Steve BemisI have to give you credit, Mr. Sheehan, for playing your cards close to your chest as the chief FDA enforcer out to ban raw milk.  You’ve carefully directed that FDA avoid any semblance of dialogue on the topic of raw milk consumption, and now I think I know why:  FDA knows too much, and doesn’t want to risk having to answer a simple question:  How Many Americans Drink Raw Milk?

The answer to this question is hugely significant to an intelligent evaluation of the supposed risks in drinking fresh, unprocessed raw milk.  This evaluation, this dialogue with the American public, has had nothing but deus ex cathedra pronouncements from FDA and CDC since the earliest crack-downs on raw milk farmers and distributors beginning in the 2006 time-frame.  The number who drink raw milk is the denominator that is missing to give perspective to the several dramatized cases of illness and the drumbeat of CDC reports of total numbers of illness.  Being sick is no fun, and not to be minimized.  But neither should such cases be maximized without a frame of reference – particularly when the “data” are being used to drive public policy and restrict freedom of choice.

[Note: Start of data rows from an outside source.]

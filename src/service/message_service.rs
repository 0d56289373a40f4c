//! Message service: the message-board contract over persistent deques.

use std::sync::Arc;

use chrono::Utc;

use crate::deque::PersistentDeque;
use crate::domain::{AccountId, CollectionLocks, EventBus, MessageEvent};
use crate::error::GatewayError;
use crate::store::{KeyValueStore, StoreBackend};

/// Fixed greeting returned by [`MessageService::say_hello_world`].
pub const GREETING: &str = "Hello World!";

/// Outcome of [`MessageService::save_message`].
#[derive(Debug, Clone, PartialEq, Eq)]
pub struct SavedMessage {
    /// Resolved author.
    pub author: AccountId,
    /// Collection key the message was pushed to.
    pub collection: String,
    /// Collection length after the push.
    pub queue_len: u64,
}

/// Orchestration layer for the message-board contract.
///
/// Each author's messages live in a [`PersistentDeque`] under
/// `"{key_prefix}{author}"`. Saving pushes to the front; reading drains
/// from the back, which consumes the messages. Every mutating call holds
/// the collection's lock from [`CollectionLocks`] for its whole
/// read-modify-write, and publishes events through the [`EventBus`].
#[derive(Debug, Clone)]
pub struct MessageService<S = StoreBackend> {
    store: S,
    locks: Arc<CollectionLocks>,
    event_bus: EventBus,
    key_prefix: String,
    max_message_bytes: usize,
}

impl<S: KeyValueStore> MessageService<S> {
    /// Creates a new `MessageService`.
    #[must_use]
    pub fn new(
        store: S,
        event_bus: EventBus,
        key_prefix: impl Into<String>,
        max_message_bytes: usize,
    ) -> Self {
        Self {
            store,
            locks: Arc::new(CollectionLocks::new()),
            event_bus,
            key_prefix: key_prefix.into(),
            max_message_bytes,
        }
    }

    /// Returns a reference to the inner [`EventBus`].
    #[must_use]
    pub fn event_bus(&self) -> &EventBus {
        &self.event_bus
    }

    /// Returns a reference to the backing store.
    #[must_use]
    pub fn store(&self) -> &S {
        &self.store
    }

    /// Prefix used to derive collection keys.
    #[must_use]
    pub fn key_prefix(&self) -> &str {
        &self.key_prefix
    }

    /// Largest accepted message, in bytes.
    #[must_use]
    pub const fn max_message_bytes(&self) -> usize {
        self.max_message_bytes
    }

    /// Returns the fixed greeting.
    pub fn say_hello_world(&self) -> &'static str {
        self.log(None, "say_hello_world() was called".to_string());
        GREETING
    }

    /// Saves `message` for `sender`, or for `caller` when no sender is given.
    ///
    /// The stored text is `"{author} says {message}"`, pushed to the front
    /// of the author's collection.
    ///
    /// # Errors
    ///
    /// Returns [`GatewayError::MissingCaller`] if no author can be resolved,
    /// [`GatewayError::InvalidRequest`] for an empty or oversized message, and
    /// a persistence error if the store fails.
    pub async fn save_message(
        &self,
        message: &str,
        sender: Option<AccountId>,
        caller: Option<AccountId>,
    ) -> Result<SavedMessage, GatewayError> {
        self.log(None, "save_message() was called".to_string());

        let author = resolve_author(sender, caller)?;
        if message.is_empty() {
            return Err(GatewayError::InvalidRequest(
                "message can not be blank".to_string(),
            ));
        }
        if message.len() > self.max_message_bytes {
            return Err(GatewayError::InvalidRequest(format!(
                "message exceeds {} bytes",
                self.max_message_bytes
            )));
        }

        let deque = self.deque_for(&author)?;
        let entry = format!("{author} says {message}");

        let guard = self.locks.acquire(deque.collection()).await;
        deque.push_front(entry.as_bytes()).await?;
        let queue_len = deque.len().await?;
        drop(guard);

        let saved = SavedMessage {
            author,
            collection: deque.collection().to_string(),
            queue_len,
        };

        self.event_bus.publish(MessageEvent::MessageSaved {
            author: saved.author.clone(),
            collection: saved.collection.clone(),
            queue_len,
            timestamp: Utc::now(),
        });

        tracing::info!(author = %saved.author, queue_len, "message saved");
        Ok(saved)
    }

    /// Drains every message for `sender` (or `caller`), oldest first.
    ///
    /// Reading consumes the messages: the collection is empty afterwards.
    ///
    /// # Errors
    ///
    /// Returns [`GatewayError::MissingCaller`] if no author can be resolved
    /// and a persistence error if the store fails mid-drain.
    pub async fn get_all_messages(
        &self,
        sender: Option<AccountId>,
        caller: Option<AccountId>,
    ) -> Result<(AccountId, Vec<String>), GatewayError> {
        let author = resolve_author(sender, caller)?;
        self.log(
            Some(author.clone()),
            format!("get_all_messages() was called by {author}"),
        );

        let deque = self.deque_for(&author)?;
        let guard = self.locks.acquire(deque.collection()).await;
        let drained = deque.drain_back().await?;
        drop(guard);

        let messages: Vec<String> = drained
            .into_iter()
            .map(|bytes| String::from_utf8_lossy(&bytes).into_owned())
            .collect();

        self.event_bus.publish(MessageEvent::MessagesDrained {
            author: author.clone(),
            collection: deque.collection().to_string(),
            count: messages.len(),
            timestamp: Utc::now(),
        });

        tracing::info!(%author, count = messages.len(), "messages drained");
        Ok((author, messages))
    }

    /// Number of stored messages for `sender` (or `caller`), without
    /// consuming them.
    ///
    /// # Errors
    ///
    /// Returns [`GatewayError::MissingCaller`] if no author can be resolved
    /// and a persistence error if the store cannot be read.
    pub async fn count_messages(
        &self,
        sender: Option<AccountId>,
        caller: Option<AccountId>,
    ) -> Result<(AccountId, u64), GatewayError> {
        let author = resolve_author(sender, caller)?;
        let count = self.deque_for(&author)?.len().await?;
        Ok((author, count))
    }

    fn deque_for(&self, author: &AccountId) -> Result<PersistentDeque<S>, GatewayError> {
        PersistentDeque::new(self.store.clone(), author.collection_key(&self.key_prefix))
            .map_err(GatewayError::from)
    }

    fn log(&self, author: Option<AccountId>, message: String) {
        tracing::info!(contract_log = %message);
        self.event_bus.publish(MessageEvent::ContractLog {
            author,
            message,
            timestamp: Utc::now(),
        });
    }
}

/// Picks the explicit sender, falling back to the caller identity.
fn resolve_author(
    sender: Option<AccountId>,
    caller: Option<AccountId>,
) -> Result<AccountId, GatewayError> {
    sender.or(caller).ok_or(GatewayError::MissingCaller)
}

Come to find out, FDA has probably known the answer to this question since at least 2008, and probably since CDC got the data from their own Population Survey, Atlas of Exposures, conducted in 2006-2007 (a similarly-titled Survey dates to 2004, although I have not reviewed it).  In fact, it now seems more likely than not that FDA knowledge of the number of raw milk drinkers was the stimulus for the sudden escalation of crackdowns in 2006-2007 in Ohio, Michigan, New York, California and elsewhere.  The cow was escaping from the CAFO!  Quick, close the gate behind her!

I was made aware of the 2008 survey when Dr. Ted Beals distributed the above link to the detailed CDC source.  The survey was conducted under the auspices of FoodNet, a collaborative network established in cooperation with a program (EIP, Emerging Infections Program) of the CDC; state health departments in CA, CO, CT, GA, MD, MN, NM, NY, OR and TN; FDA’s own CFSAN; and the USDA’s FSIS.  It was huge, conducting telephone interviews with 17,372 interviewees representing a population of 45,883,553 people in the listed ten states, from May 2006 to April 2007.  It was undoubtedly expensive, paid for by taxpayers, conducted by an independent contractor (Clearwater Research, Inc.), and it created statistically-valid state-by-state and total percentages for scores of foods of all types, from potato chips to hamburgers, from lettuce to brussels sprouts, and from tomatoes to raw milk.  There is little doubt that this survey is sufficiently representative to extrapolate to the entire country.

Based on the CDC’s own survey, the average number of people drinking raw milk in this 2006-2007 sampling was 3.0% of the population, ranging from 2.3% in Minnesota to 3.8% in Georgia.

The population in the United States in late 2007 was about 302,000,000 people.  Thus, if someone drank raw milk 3 years ago, he or she was among NINE MILLION RAW MILK DRINKERS.  If the rate has increased today to, say, 4.0%, a raw milk drinker (the survey sampled all ages, including children under 12) is among OVER 12 MILLION.  With increases in raw milk consumption in recent years, there is no doubt the number of people consuming raw milk exceeds 10 million.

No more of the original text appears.